Öne Çıkanlar Kurban Bayramı Taekwondo Şiremirçavuş Ellibaş Karabük Sezai Yusuf Ülger kuucaşile

Sinoplu: Halk perişan, sıkıntı içinde
Bartın Saadet Partisi İl Başkan Yardımcısı Yaşar Sinoplu, AK Parti Hükümetini eleştirdi. Sinoplu, yaptığı açıklamada, "Ben yerel basını, halkın nabzını takip eden birisiyim. Çünkü benim 3 tane görevim var. İl Başkan Yardımcısıyım, bunun yanında siyasi işlerden ve propagandadan sorumluyum.
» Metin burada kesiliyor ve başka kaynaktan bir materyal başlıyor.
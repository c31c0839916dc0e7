//! Explicit entity schema registry
//!
//! [`EntityRegistry`] is a ready-made [`MetadataOracle`] for applications that
//! describe their models up front, the way an ORM's class metadata factory does.
//! Each [`EntitySchema`] lists the scalar fields, the primary key and the relations
//! of one entity type, and carries two accessor functions that read values off a
//! live entity.

use crate::error::MetadataError;
use crate::metadata::{Entity, IdentifierValues, MetadataOracle, RelationShape, RelationValue};
use indexmap::IndexMap;
use serde_json::Value;
use std::collections::{HashMap, HashSet};
use std::fmt;

/// Reads a scalar field off a live entity
pub type FieldAccessor<E> = fn(&E, &str) -> Option<Value>;

/// Reads the current value of a relation off a live entity
pub type RelationAccessor<E> = for<'e> fn(&'e E, &str) -> Option<RelationValue<'e, E>>;

/// Mapping of one entity type
///
/// # Examples
///
/// ```
/// use entity_normalizer::{EntitySchema, RelationValue};
/// use serde_json::{json, Value};
///
/// struct Tag { id: i64, label: String }
///
/// fn tag_field(tag: &Tag, name: &str) -> Option<Value> {
///     match name {
///         "id" => Some(json!(tag.id)),
///         "label" => Some(json!(tag.label)),
///         _ => None,
///     }
/// }
///
/// fn tag_relation<'e>(_tag: &'e Tag, _name: &str) -> Option<RelationValue<'e, Tag>> {
///     None
/// }
///
/// let schema = EntitySchema::new("Tag", tag_field, tag_relation)
///     .field("id")
///     .field("label");
/// assert_eq!(schema.fields(), ["id", "label"]);
/// assert_eq!(schema.primary_key_columns(), ["id"]);
/// ```
pub struct EntitySchema<E: ?Sized> {
	entity_type: String,
	fields: Vec<String>,
	primary_key: Vec<String>,
	relations: IndexMap<String, RelationShape>,
	field_accessor: FieldAccessor<E>,
	relation_accessor: RelationAccessor<E>,
}

impl<E: ?Sized> EntitySchema<E> {
	/// Create a schema with no fields and an `id` primary key
	pub fn new(
		entity_type: impl Into<String>,
		field_accessor: FieldAccessor<E>,
		relation_accessor: RelationAccessor<E>,
	) -> Self {
		Self {
			entity_type: entity_type.into(),
			fields: Vec::new(),
			primary_key: vec!["id".to_string()],
			relations: IndexMap::new(),
			field_accessor,
			relation_accessor,
		}
	}

	/// Declare a scalar field
	pub fn field(mut self, name: impl Into<String>) -> Self {
		self.fields.push(name.into());
		self
	}

	/// Declare several scalar fields
	pub fn fields_from<I, S>(mut self, names: I) -> Self
	where
		I: IntoIterator<Item = S>,
		S: Into<String>,
	{
		self.fields.extend(names.into_iter().map(Into::into));
		self
	}

	/// Set the primary-key columns
	pub fn primary_key<I, S>(mut self, columns: I) -> Self
	where
		I: IntoIterator<Item = S>,
		S: Into<String>,
	{
		self.primary_key = columns.into_iter().map(Into::into).collect();
		self
	}

	/// Declare a single-valued relation
	pub fn to_one(mut self, name: impl Into<String>) -> Self {
		self.relations.insert(name.into(), RelationShape::ToOne);
		self
	}

	/// Declare a collection-valued relation
	pub fn to_many(mut self, name: impl Into<String>) -> Self {
		self.relations.insert(name.into(), RelationShape::ToMany);
		self
	}

	/// Type name
	pub fn entity_type(&self) -> &str {
		&self.entity_type
	}

	/// Declared scalar fields
	pub fn fields(&self) -> &[String] {
		&self.fields
	}

	/// Primary-key columns
	pub fn primary_key_columns(&self) -> &[String] {
		&self.primary_key
	}

	/// Declared relations and their shapes
	pub fn relations(&self) -> impl Iterator<Item = (&str, RelationShape)> {
		self.relations
			.iter()
			.map(|(name, shape)| (name.as_str(), *shape))
	}

	fn validate(&self) -> Result<(), MetadataError> {
		let invalid = |message: String| MetadataError::InvalidSchema {
			entity_type: self.entity_type.clone(),
			message,
		};

		let mut seen = HashSet::new();
		for field in &self.fields {
			if !seen.insert(field.as_str()) {
				return Err(invalid(format!("field '{}' declared twice", field)));
			}
		}
		if self.primary_key.is_empty() {
			return Err(invalid("primary key has no columns".to_string()));
		}
		for column in &self.primary_key {
			if !seen.contains(column.as_str()) {
				return Err(invalid(format!(
					"primary key column '{}' is not a declared field",
					column
				)));
			}
		}
		for relation in self.relations.keys() {
			if seen.contains(relation.as_str()) {
				return Err(invalid(format!(
					"relation '{}' collides with a field of the same name",
					relation
				)));
			}
		}
		Ok(())
	}
}

impl<E: ?Sized> fmt::Debug for EntitySchema<E> {
	fn fmt(&self, f: &mut fmt::Formatter<'_>) -> fmt::Result {
		f.debug_struct("EntitySchema")
			.field("entity_type", &self.entity_type)
			.field("fields", &self.fields)
			.field("primary_key", &self.primary_key)
			.field("relations", &self.relations)
			.finish()
	}
}

/// [`MetadataOracle`] over a set of registered [`EntitySchema`]s
pub struct EntityRegistry<E: ?Sized> {
	schemas: HashMap<String, EntitySchema<E>>,
}

impl<E: ?Sized> EntityRegistry<E> {
	/// Create an empty registry
	pub fn new() -> Self {
		Self {
			schemas: HashMap::new(),
		}
	}

	/// Register a schema
	///
	/// # Errors
	///
	/// Returns [`MetadataError::InvalidSchema`] if the type is already registered or
	/// the schema is inconsistent.
	pub fn register(&mut self, schema: EntitySchema<E>) -> Result<(), MetadataError> {
		schema.validate()?;
		if self.schemas.contains_key(&schema.entity_type) {
			return Err(MetadataError::InvalidSchema {
				entity_type: schema.entity_type.clone(),
				message: "entity type registered twice".to_string(),
			});
		}

		tracing::debug!(
			entity_type = %schema.entity_type,
			fields = schema.fields.len(),
			relations = schema.relations.len(),
			"Registered entity schema"
		);
		self.schemas.insert(schema.entity_type.clone(), schema);
		Ok(())
	}

	/// Register a schema, builder style
	pub fn with_schema(mut self, schema: EntitySchema<E>) -> Result<Self, MetadataError> {
		self.register(schema)?;
		Ok(self)
	}

	/// Look up the schema of a type
	pub fn schema(&self, entity_type: &str) -> Result<&EntitySchema<E>, MetadataError> {
		self.schemas
			.get(entity_type)
			.ok_or_else(|| MetadataError::UnknownEntityType(entity_type.to_string()))
	}

	/// Number of registered types
	pub fn len(&self) -> usize {
		self.schemas.len()
	}

	/// Whether no type is registered
	pub fn is_empty(&self) -> bool {
		self.schemas.is_empty()
	}
}

impl<E: ?Sized> Default for EntityRegistry<E> {
	fn default() -> Self {
		Self::new()
	}
}

impl<E: ?Sized> fmt::Debug for EntityRegistry<E> {
	fn fmt(&self, f: &mut fmt::Formatter<'_>) -> fmt::Result {
		f.debug_struct("EntityRegistry")
			.field("entity_types", &self.schemas.keys().collect::<Vec<_>>())
			.finish()
	}
}

impl<E: Entity + ?Sized> MetadataOracle<E> for EntityRegistry<E> {
	fn is_known_entity_type(&self, entity_type: &str) -> bool {
		self.schemas.contains_key(entity_type)
	}

	fn declared_field_names(&self, entity_type: &str) -> Result<Vec<String>, MetadataError> {
		Ok(self.schema(entity_type)?.fields.clone())
	}

	fn declared_relation_names(&self, entity_type: &str) -> Result<Vec<String>, MetadataError> {
		Ok(self.schema(entity_type)?.relations.keys().cloned().collect())
	}

	fn relation_shape(
		&self,
		entity_type: &str,
		relation: &str,
	) -> Result<RelationShape, MetadataError> {
		self.schema(entity_type)?
			.relations
			.get(relation)
			.copied()
			.ok_or_else(|| MetadataError::UnknownRelation {
				entity_type: entity_type.to_string(),
				relation: relation.to_string(),
			})
	}

	fn relation_value<'e>(
		&self,
		entity: &'e E,
		relation: &str,
	) -> Result<RelationValue<'e, E>, MetadataError> {
		let entity_type = entity.entity_type();
		let schema = self.schema(entity_type)?;
		let unknown = || MetadataError::UnknownRelation {
			entity_type: entity_type.to_string(),
			relation: relation.to_string(),
		};

		let declared = schema.relations.get(relation).copied().ok_or_else(unknown)?;
		let value = (schema.relation_accessor)(entity, relation).ok_or_else(unknown)?;
		if value.shape() != declared {
			return Err(MetadataError::ShapeMismatch {
				entity_type: entity_type.to_string(),
				relation: relation.to_string(),
				expected: declared.to_string(),
			});
		}
		Ok(value)
	}

	fn primary_key_values(&self, entity: &E) -> Result<IdentifierValues, MetadataError> {
		let entity_type = entity.entity_type();
		let schema = self.schema(entity_type)?;

		let columns = schema
			.primary_key
			.iter()
			.map(|column| {
				(schema.field_accessor)(entity, column)
					.map(|value| (column.clone(), value))
					.ok_or_else(|| MetadataError::MissingPrimaryKey {
						entity_type: entity_type.to_string(),
						column: column.clone(),
					})
			})
			.collect::<Result<Vec<_>, _>>()?;

		Ok(IdentifierValues::new(columns))
	}
}
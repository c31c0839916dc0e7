//! Entity metadata capability
//!
//! The normalizers never inspect live objects on their own. Everything they need to
//! know about an entity type, and every relation value they traverse, comes through a
//! [`MetadataOracle`] implemented once per data layer.

use crate::error::MetadataError;
use serde_json::{Map, Value};
use std::fmt;

/// A domain object with a type identity
pub trait Entity {
	/// Type name used to look up metadata (e.g., "Author")
	fn entity_type(&self) -> &str;
}

impl<T: Entity + ?Sized> Entity for &T {
	fn entity_type(&self) -> &str {
		(**self).entity_type()
	}
}

impl<T: Entity + ?Sized> Entity for std::sync::Arc<T> {
	fn entity_type(&self) -> &str {
		(**self).entity_type()
	}
}

/// Cardinality of a declared relation
#[derive(Debug, Clone, Copy, PartialEq, Eq, Hash)]
pub enum RelationShape {
	/// Many-to-one or one-to-one
	ToOne,
	/// One-to-many or many-to-many
	ToMany,
}

impl fmt::Display for RelationShape {
	fn fmt(&self, f: &mut fmt::Formatter<'_>) -> fmt::Result {
		match self {
			RelationShape::ToOne => write!(f, "to-one"),
			RelationShape::ToMany => write!(f, "to-many"),
		}
	}
}

/// Current value of a relation on a live entity
#[derive(Debug)]
pub enum RelationValue<'e, E: ?Sized> {
	/// Single-valued relation (`None` when no row is related)
	One(Option<&'e E>),
	/// Collection-valued relation, in the collection's iteration order
	Many(Vec<&'e E>),
}

impl<'e, E: ?Sized> RelationValue<'e, E> {
	/// Shape of the value itself, regardless of what metadata declares
	pub fn shape(&self) -> RelationShape {
		match self {
			RelationValue::One(_) => RelationShape::ToOne,
			RelationValue::Many(_) => RelationShape::ToMany,
		}
	}
}

/// Primary-key values of one entity, in key-column order
///
/// # Examples
///
/// ```
/// use entity_normalizer::IdentifierValues;
/// use serde_json::json;
///
/// let single = IdentifierValues::single("id", json!(5));
/// assert_eq!(single.into_value(), json!(5));
///
/// let composite = IdentifierValues::new(vec![
///     ("order_id".to_string(), json!(1)),
///     ("line".to_string(), json!(2)),
/// ]);
/// assert_eq!(composite.into_value(), json!({"order_id": 1, "line": 2}));
/// ```
#[derive(Debug, Clone, PartialEq)]
pub struct IdentifierValues {
	columns: Vec<(String, Value)>,
}

impl IdentifierValues {
	/// Create identifier values from ordered `(column, value)` pairs
	pub fn new(columns: Vec<(String, Value)>) -> Self {
		Self { columns }
	}

	/// Create a single-column identifier
	pub fn single(column: impl Into<String>, value: Value) -> Self {
		Self {
			columns: vec![(column.into(), value)],
		}
	}

	/// Key columns and their values
	pub fn columns(&self) -> &[(String, Value)] {
		&self.columns
	}

	/// Whether the key spans more than one column
	pub fn is_composite(&self) -> bool {
		self.columns.len() > 1
	}

	/// Render the identifier
	///
	/// A single-column key becomes its bare value, a composite key an ordered object,
	/// and an empty key `null`.
	pub fn into_value(self) -> Value {
		let mut columns = self.columns;
		match columns.len() {
			0 => Value::Null,
			1 => columns.pop().map(|(_, value)| value).unwrap_or(Value::Null),
			_ => Value::Object(columns.into_iter().collect::<Map<String, Value>>()),
		}
	}
}

/// Schema oracle consulted by the normalizers
///
/// Implementations must be safe for concurrent read access; the normalizers only
/// ever read through this trait.
pub trait MetadataOracle<E: ?Sized>: Send + Sync {
	/// Whether the type is a mapped entity
	fn is_known_entity_type(&self, entity_type: &str) -> bool;

	/// Declared scalar field names, in declaration order (relations excluded)
	fn declared_field_names(&self, entity_type: &str) -> Result<Vec<String>, MetadataError>;

	/// Declared relation names, in declaration order
	fn declared_relation_names(&self, entity_type: &str) -> Result<Vec<String>, MetadataError>;

	/// Cardinality of a declared relation
	fn relation_shape(
		&self,
		entity_type: &str,
		relation: &str,
	) -> Result<RelationShape, MetadataError>;

	/// Current value of a relation on a live entity
	fn relation_value<'e>(
		&self,
		entity: &'e E,
		relation: &str,
	) -> Result<RelationValue<'e, E>, MetadataError>;

	/// Primary-key values of a live entity
	fn primary_key_values(&self, entity: &E) -> Result<IdentifierValues, MetadataError>;
}

#[cfg(test)]
mod tests {
	use super::*;
	use rstest::rstest;
	use serde_json::json;

	#[rstest]
	fn test_single_identifier_renders_bare_value() {
		// Arrange
		let id = IdentifierValues::single("id", json!(10));

		// Act & Assert
		assert!(!id.is_composite());
		assert_eq!(id.into_value(), json!(10));
	}

	#[rstest]
	fn test_composite_identifier_keeps_column_order() {
		// Arrange
		let id = IdentifierValues::new(vec![
			("tenant".to_string(), json!("acme")),
			("id".to_string(), json!(7)),
		]);

		// Act
		let rendered = id.into_value();

		// Assert
		let keys: Vec<&String> = rendered.as_object().unwrap().keys().collect();
		assert_eq!(keys, vec!["tenant", "id"]);
	}

	#[rstest]
	fn test_empty_identifier_is_null() {
		assert_eq!(IdentifierValues::new(Vec::new()).into_value(), Value::Null);
	}

	#[rstest]
	fn test_relation_value_shape() {
		// Arrange
		let one: RelationValue<'_, str> = RelationValue::One(Some("a"));
		let many: RelationValue<'_, str> = RelationValue::Many(vec!["a", "b"]);

		// Act & Assert
		assert_eq!(one.shape(), RelationShape::ToOne);
		assert_eq!(many.shape(), RelationShape::ToMany);
		assert_eq!(RelationShape::ToMany.to_string(), "to-many");
	}
}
Siyasi işler başkanının görevi, ülkeyi, dünyayı, ilini, ilçesini takip eder olumlu ve olumsuz olan konuları merkeze bildirir. Çünkü bazı yanlı basın tararından olayların değişik gösterilmesi mümkündür. Ben Saadet Partisi'nin bir temsilcisi olarak her zaman hakikatleri haykıran bir isimim. Akı kara karayı ak diyecek insanlar değiliz. Doğru tektir ve olaylara şahıslar olarak bakmıyoruz. 10 yıldan bu yana insanlarımız AKP'yi tek başına iktidar zannediyor. Nasıl ki 12 yıl önce dış güçler tarafından Kemal Derviş Türkiye'de görevlendirildiyse, o günden b yana ülke demokratikleşiyor, muasır medeniyetler seviyesine çıkıyoruz diye halkımız oylanamaya çalışıldı. Ama maalesef insanlarımız merdivenlerini çıkamaz duruma geldiler. Ben istatistik tutan bir insanım. 44 milyon insanımız bankaların eline geçmiş durumda.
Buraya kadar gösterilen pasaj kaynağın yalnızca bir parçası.